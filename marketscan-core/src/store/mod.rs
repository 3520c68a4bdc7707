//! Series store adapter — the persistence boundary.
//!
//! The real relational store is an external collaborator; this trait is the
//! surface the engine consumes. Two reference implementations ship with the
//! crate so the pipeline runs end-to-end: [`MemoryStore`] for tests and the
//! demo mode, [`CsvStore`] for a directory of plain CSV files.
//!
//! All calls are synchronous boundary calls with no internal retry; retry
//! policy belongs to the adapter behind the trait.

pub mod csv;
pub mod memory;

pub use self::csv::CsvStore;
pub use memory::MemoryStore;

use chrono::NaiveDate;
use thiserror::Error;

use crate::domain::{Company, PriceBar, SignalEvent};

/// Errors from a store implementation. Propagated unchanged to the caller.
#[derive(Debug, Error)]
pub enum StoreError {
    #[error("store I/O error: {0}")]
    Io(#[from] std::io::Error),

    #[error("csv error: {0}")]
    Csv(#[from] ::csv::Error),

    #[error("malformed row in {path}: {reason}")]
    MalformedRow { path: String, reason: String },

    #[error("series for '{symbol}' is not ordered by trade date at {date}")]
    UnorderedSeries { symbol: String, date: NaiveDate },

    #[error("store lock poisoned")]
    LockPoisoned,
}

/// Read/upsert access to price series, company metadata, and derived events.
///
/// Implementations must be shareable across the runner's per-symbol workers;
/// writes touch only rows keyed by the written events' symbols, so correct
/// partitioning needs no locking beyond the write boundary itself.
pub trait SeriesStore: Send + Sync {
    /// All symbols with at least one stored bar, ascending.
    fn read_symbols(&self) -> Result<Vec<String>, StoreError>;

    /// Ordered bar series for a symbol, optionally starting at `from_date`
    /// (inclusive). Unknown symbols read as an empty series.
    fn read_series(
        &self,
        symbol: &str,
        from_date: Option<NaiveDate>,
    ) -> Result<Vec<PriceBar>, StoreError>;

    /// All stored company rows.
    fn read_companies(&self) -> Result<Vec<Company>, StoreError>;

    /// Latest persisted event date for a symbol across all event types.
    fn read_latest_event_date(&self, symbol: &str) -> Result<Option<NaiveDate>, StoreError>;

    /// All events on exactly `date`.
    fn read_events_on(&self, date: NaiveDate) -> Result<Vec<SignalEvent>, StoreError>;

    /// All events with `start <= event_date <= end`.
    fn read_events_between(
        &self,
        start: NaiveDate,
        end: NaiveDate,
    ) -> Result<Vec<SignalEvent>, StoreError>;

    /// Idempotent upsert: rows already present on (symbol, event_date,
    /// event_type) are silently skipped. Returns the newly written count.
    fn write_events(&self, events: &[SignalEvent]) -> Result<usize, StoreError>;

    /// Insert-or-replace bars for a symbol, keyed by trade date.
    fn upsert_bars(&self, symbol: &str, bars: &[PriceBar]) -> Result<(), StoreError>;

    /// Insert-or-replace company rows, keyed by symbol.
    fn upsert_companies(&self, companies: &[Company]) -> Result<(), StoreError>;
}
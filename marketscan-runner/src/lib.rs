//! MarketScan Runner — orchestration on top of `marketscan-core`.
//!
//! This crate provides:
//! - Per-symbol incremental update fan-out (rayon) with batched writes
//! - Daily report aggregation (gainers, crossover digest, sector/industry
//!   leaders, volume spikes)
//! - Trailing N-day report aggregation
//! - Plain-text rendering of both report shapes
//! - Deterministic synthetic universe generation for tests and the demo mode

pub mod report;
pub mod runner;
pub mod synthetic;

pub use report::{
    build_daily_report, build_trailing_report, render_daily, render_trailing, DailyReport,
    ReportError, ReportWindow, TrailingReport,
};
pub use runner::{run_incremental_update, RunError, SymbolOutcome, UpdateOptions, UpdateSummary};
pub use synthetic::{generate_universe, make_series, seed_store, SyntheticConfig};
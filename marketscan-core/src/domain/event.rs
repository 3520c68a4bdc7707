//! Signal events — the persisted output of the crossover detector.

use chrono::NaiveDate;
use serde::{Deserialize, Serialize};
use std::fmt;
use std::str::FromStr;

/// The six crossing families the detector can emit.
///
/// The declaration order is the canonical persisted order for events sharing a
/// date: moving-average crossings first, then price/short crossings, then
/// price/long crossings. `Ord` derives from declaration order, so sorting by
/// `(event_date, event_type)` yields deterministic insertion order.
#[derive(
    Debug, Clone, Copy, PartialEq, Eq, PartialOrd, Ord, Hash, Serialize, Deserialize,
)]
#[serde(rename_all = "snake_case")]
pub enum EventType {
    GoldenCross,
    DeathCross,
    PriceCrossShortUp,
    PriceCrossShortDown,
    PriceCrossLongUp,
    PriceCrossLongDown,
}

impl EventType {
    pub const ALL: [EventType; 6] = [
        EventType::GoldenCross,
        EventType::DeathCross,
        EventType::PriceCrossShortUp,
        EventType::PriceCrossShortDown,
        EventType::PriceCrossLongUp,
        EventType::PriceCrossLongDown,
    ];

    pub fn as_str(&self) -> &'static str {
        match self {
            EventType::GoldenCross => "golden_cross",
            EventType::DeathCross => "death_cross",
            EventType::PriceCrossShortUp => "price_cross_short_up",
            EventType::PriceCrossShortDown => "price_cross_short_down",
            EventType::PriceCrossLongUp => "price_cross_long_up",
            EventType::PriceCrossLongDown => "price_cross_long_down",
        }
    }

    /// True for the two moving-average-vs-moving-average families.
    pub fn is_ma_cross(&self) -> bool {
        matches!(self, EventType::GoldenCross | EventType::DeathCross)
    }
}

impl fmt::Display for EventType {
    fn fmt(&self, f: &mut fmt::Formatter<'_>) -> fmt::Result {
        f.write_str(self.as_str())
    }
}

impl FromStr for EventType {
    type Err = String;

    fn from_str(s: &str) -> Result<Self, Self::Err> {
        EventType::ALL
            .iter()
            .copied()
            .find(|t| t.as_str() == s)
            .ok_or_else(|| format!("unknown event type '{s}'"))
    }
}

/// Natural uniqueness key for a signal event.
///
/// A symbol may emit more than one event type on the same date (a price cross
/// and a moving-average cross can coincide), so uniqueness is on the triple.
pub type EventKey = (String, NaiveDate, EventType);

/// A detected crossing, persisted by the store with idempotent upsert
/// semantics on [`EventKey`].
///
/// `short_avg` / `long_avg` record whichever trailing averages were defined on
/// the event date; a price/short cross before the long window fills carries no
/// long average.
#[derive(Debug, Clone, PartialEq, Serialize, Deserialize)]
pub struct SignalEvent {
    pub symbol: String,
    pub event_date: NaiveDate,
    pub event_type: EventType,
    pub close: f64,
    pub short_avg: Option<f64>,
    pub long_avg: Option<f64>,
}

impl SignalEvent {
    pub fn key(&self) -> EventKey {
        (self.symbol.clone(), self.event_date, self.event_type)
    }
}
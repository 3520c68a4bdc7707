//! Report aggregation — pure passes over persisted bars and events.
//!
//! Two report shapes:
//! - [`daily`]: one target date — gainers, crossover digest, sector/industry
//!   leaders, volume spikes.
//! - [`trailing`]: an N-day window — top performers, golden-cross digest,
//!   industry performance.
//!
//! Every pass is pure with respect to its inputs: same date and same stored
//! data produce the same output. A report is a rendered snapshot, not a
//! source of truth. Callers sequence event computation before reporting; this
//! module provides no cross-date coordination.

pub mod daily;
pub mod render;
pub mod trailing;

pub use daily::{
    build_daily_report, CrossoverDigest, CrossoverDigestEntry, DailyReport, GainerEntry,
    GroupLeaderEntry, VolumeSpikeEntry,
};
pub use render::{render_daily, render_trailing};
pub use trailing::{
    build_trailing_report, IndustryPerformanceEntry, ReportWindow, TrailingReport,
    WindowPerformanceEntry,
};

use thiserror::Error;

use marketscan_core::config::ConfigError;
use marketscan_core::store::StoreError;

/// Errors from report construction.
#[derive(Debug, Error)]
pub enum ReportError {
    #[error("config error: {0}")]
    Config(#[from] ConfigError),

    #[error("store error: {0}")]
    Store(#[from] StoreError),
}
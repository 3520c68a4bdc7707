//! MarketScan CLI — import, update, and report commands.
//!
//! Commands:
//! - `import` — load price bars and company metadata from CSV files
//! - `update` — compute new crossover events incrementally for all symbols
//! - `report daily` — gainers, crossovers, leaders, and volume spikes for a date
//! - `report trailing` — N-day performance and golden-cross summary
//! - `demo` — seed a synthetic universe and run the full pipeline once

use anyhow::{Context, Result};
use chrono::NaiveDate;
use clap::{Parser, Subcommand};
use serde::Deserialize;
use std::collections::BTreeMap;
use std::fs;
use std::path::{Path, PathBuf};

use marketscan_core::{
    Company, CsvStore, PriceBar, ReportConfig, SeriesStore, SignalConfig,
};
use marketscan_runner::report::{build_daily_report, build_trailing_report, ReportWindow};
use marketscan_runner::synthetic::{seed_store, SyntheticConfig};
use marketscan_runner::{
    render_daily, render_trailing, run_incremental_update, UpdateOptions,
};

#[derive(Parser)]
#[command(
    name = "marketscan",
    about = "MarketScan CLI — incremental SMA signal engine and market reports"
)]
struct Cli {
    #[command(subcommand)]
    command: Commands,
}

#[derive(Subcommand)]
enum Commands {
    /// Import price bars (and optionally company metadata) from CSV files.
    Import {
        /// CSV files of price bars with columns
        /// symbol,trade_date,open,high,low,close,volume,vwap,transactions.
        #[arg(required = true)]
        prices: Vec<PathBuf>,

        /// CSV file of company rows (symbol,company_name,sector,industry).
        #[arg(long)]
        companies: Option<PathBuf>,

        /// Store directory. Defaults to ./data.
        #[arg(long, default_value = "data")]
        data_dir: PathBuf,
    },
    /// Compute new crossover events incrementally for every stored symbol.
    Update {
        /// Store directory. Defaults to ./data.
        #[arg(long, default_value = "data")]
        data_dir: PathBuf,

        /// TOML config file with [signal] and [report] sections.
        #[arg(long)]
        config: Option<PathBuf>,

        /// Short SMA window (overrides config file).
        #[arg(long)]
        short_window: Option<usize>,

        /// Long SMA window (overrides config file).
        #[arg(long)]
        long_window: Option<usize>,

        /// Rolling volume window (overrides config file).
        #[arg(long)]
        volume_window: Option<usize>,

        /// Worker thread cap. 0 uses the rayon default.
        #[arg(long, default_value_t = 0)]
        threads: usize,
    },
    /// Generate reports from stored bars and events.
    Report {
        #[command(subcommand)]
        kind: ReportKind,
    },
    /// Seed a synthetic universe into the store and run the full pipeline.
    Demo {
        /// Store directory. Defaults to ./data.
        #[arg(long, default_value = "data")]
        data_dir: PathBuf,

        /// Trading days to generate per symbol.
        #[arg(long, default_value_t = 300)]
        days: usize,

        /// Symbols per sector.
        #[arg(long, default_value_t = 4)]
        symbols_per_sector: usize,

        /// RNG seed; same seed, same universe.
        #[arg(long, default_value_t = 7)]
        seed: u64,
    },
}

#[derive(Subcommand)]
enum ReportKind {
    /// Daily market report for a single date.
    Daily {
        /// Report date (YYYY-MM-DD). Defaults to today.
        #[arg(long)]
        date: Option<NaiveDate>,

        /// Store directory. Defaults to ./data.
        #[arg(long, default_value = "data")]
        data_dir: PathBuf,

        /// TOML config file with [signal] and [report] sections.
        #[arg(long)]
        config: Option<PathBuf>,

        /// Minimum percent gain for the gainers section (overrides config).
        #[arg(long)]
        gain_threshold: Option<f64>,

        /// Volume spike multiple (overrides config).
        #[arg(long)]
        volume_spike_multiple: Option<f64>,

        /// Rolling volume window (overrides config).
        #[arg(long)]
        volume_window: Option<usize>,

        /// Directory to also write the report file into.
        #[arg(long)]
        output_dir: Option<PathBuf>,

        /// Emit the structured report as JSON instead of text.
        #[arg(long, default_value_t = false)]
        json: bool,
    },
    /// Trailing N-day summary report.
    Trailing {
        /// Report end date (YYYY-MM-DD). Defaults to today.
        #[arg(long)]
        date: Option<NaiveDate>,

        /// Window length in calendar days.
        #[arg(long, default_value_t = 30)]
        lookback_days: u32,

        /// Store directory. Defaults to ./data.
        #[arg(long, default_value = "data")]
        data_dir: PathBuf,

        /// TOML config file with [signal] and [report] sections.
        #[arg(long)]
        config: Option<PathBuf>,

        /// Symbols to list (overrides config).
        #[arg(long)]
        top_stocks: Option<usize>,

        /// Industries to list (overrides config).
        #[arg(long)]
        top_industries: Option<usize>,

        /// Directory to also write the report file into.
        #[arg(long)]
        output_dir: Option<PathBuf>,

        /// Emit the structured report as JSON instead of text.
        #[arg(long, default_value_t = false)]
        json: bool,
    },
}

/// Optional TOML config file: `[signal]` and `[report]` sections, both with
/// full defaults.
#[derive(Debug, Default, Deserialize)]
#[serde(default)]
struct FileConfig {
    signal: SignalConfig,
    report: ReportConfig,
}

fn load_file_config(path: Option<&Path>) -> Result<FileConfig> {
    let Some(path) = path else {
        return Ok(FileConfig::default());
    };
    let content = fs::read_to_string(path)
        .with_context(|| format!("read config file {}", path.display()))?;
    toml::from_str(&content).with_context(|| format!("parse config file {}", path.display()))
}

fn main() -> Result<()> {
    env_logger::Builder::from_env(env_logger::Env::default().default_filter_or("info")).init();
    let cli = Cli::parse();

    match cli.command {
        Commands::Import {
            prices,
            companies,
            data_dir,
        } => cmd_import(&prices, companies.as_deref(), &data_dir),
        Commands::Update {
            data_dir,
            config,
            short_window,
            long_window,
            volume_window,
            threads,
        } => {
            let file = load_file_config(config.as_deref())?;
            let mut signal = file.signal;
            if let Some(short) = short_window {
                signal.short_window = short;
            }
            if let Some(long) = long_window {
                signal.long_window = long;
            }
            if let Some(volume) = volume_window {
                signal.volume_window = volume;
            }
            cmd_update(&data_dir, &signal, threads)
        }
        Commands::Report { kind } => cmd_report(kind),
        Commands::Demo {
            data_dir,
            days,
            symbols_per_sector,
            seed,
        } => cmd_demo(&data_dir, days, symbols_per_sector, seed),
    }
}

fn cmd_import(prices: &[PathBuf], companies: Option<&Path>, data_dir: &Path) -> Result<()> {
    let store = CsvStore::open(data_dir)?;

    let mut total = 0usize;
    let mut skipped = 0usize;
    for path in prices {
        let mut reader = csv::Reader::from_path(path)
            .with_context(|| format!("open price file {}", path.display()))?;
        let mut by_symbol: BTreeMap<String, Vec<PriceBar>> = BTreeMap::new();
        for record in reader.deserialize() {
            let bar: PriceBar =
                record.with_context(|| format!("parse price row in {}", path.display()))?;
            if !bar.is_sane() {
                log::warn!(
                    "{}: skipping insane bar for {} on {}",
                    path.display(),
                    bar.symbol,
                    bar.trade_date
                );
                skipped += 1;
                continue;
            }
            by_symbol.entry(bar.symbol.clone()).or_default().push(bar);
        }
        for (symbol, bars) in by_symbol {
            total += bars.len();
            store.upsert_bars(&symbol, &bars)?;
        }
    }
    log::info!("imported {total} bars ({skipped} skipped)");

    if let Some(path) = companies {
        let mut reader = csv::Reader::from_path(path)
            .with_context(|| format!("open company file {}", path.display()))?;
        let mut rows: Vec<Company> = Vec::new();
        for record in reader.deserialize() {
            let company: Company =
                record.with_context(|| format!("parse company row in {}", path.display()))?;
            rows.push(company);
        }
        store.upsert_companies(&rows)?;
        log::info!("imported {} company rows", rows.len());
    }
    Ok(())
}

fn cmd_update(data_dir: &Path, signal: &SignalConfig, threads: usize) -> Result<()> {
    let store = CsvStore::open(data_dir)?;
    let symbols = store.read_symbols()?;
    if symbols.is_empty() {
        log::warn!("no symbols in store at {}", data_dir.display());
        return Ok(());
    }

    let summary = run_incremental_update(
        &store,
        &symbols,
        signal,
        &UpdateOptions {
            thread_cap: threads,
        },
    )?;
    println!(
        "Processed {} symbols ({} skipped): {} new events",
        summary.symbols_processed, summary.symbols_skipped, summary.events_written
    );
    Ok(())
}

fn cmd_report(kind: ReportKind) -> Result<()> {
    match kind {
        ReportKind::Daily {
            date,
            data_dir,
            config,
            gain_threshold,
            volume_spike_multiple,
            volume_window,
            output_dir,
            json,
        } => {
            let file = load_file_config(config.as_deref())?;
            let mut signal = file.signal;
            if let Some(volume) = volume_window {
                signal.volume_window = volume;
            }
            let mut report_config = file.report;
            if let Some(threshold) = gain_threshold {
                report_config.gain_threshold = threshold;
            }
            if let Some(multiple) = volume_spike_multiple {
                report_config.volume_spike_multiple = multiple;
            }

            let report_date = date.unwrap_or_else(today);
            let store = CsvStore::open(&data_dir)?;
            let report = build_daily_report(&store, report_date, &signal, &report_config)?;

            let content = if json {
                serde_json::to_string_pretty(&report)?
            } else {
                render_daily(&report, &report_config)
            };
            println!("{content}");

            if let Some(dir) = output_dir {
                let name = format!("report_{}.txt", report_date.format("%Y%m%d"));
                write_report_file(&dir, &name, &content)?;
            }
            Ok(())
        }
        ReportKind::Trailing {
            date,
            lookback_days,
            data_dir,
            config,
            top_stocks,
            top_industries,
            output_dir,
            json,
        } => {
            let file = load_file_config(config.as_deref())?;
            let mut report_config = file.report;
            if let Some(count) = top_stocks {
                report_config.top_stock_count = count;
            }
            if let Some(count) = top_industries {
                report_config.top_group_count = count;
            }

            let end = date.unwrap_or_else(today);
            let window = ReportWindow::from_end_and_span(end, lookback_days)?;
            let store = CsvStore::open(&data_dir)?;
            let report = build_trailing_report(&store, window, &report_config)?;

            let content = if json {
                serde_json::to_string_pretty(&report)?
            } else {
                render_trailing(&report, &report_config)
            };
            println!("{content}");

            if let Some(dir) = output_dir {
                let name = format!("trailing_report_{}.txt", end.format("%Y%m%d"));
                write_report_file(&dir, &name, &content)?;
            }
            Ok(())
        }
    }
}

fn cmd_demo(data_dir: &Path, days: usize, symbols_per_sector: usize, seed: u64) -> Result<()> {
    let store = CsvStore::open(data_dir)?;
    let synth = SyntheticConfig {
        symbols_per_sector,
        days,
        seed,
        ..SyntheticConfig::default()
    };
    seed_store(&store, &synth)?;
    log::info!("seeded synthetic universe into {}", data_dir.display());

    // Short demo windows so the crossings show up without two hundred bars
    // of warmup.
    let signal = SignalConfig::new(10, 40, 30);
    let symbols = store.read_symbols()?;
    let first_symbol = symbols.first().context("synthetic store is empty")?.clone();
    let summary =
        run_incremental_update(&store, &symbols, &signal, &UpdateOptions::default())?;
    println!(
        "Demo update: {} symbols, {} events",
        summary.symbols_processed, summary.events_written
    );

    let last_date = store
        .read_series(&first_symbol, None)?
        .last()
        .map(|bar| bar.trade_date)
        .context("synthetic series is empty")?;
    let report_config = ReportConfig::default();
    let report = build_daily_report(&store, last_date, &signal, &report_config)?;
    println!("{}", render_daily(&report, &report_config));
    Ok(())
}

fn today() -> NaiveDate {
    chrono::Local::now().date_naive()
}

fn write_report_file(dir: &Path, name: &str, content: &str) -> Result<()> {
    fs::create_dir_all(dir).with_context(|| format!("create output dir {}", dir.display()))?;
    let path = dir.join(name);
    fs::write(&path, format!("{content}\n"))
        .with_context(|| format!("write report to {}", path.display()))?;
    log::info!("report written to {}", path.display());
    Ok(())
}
- - - - - - -
What the task requires =
Pull each line holding "ReportError" out of the listing.

Answer space =
    ReportError, ReportWindow, TrailingReport,
pub enum ReportError {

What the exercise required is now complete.